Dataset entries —
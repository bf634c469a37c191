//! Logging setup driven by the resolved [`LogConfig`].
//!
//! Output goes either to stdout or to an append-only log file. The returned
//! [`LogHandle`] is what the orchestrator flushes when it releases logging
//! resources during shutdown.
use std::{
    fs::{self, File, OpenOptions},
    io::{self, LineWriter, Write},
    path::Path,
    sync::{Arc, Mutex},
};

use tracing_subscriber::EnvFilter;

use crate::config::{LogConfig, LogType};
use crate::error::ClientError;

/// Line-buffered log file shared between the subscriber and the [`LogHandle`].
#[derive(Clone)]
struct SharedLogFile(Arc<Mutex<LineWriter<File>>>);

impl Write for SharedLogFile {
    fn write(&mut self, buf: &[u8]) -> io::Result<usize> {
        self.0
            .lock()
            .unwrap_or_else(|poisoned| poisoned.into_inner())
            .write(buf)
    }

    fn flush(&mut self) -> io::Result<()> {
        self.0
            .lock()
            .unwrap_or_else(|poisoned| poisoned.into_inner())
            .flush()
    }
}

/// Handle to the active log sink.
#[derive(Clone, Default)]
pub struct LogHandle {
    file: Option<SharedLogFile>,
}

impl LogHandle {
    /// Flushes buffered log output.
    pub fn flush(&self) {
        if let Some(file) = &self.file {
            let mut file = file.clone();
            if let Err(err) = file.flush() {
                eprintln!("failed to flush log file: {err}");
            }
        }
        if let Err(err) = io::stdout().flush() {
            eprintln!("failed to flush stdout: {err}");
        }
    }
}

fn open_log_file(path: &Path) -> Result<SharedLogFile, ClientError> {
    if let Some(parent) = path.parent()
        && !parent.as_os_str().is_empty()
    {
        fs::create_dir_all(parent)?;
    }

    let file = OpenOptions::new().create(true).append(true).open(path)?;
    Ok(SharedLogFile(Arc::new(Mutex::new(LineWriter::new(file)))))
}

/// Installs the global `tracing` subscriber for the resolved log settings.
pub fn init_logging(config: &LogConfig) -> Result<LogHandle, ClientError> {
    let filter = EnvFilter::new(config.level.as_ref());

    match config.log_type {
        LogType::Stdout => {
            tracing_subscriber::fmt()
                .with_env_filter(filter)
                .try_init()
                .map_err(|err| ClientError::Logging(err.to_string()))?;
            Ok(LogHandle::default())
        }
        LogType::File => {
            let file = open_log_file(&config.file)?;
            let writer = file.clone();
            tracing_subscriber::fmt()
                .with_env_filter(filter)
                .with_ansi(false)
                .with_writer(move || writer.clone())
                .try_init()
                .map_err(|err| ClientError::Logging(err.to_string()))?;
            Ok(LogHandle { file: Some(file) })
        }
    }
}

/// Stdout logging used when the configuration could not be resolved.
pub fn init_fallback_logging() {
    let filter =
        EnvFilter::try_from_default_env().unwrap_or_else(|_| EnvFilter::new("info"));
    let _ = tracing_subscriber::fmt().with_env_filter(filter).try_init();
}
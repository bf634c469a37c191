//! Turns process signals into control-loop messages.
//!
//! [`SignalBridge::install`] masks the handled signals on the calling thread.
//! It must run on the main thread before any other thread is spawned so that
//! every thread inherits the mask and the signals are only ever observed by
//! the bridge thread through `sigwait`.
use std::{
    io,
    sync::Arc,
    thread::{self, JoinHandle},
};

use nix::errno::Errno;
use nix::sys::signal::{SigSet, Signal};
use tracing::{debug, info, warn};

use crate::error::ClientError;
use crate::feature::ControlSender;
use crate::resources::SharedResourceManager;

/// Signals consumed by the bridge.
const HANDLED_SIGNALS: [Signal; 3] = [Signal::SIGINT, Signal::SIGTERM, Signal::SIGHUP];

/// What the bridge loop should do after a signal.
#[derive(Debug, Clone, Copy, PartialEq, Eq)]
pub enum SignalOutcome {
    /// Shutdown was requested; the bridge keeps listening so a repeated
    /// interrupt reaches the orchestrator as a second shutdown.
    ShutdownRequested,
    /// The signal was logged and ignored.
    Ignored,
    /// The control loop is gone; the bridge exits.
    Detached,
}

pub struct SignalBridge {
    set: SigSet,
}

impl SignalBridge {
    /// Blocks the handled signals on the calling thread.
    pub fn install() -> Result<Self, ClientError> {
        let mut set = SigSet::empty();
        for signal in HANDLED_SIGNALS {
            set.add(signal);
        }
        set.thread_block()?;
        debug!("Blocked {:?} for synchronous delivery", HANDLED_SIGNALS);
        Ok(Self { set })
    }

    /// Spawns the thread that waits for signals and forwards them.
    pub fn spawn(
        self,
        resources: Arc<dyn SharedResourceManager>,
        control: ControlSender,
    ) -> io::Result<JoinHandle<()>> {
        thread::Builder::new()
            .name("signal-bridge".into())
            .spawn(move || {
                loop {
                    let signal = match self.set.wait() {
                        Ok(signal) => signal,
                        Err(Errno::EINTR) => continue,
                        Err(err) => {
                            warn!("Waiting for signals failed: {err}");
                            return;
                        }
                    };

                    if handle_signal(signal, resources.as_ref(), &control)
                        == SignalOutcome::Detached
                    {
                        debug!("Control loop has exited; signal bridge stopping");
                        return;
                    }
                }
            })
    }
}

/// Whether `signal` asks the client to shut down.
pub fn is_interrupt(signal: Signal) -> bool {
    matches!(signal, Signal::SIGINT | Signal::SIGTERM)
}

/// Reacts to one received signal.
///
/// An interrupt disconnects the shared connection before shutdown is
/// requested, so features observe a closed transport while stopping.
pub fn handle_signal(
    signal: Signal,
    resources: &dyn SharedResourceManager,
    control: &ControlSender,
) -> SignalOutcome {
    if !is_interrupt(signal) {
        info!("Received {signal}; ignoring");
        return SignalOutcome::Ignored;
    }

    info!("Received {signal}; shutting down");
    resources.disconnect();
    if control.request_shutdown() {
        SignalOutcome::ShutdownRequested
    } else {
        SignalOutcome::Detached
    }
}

Description of the task —
Copy the lines that hold the word "when". Take them from the records above.

Result for this task —
//! [`LogHandle`] is what the orchestrator flushes when it releases logging
/// Stdout logging used when the configuration could not be resolved.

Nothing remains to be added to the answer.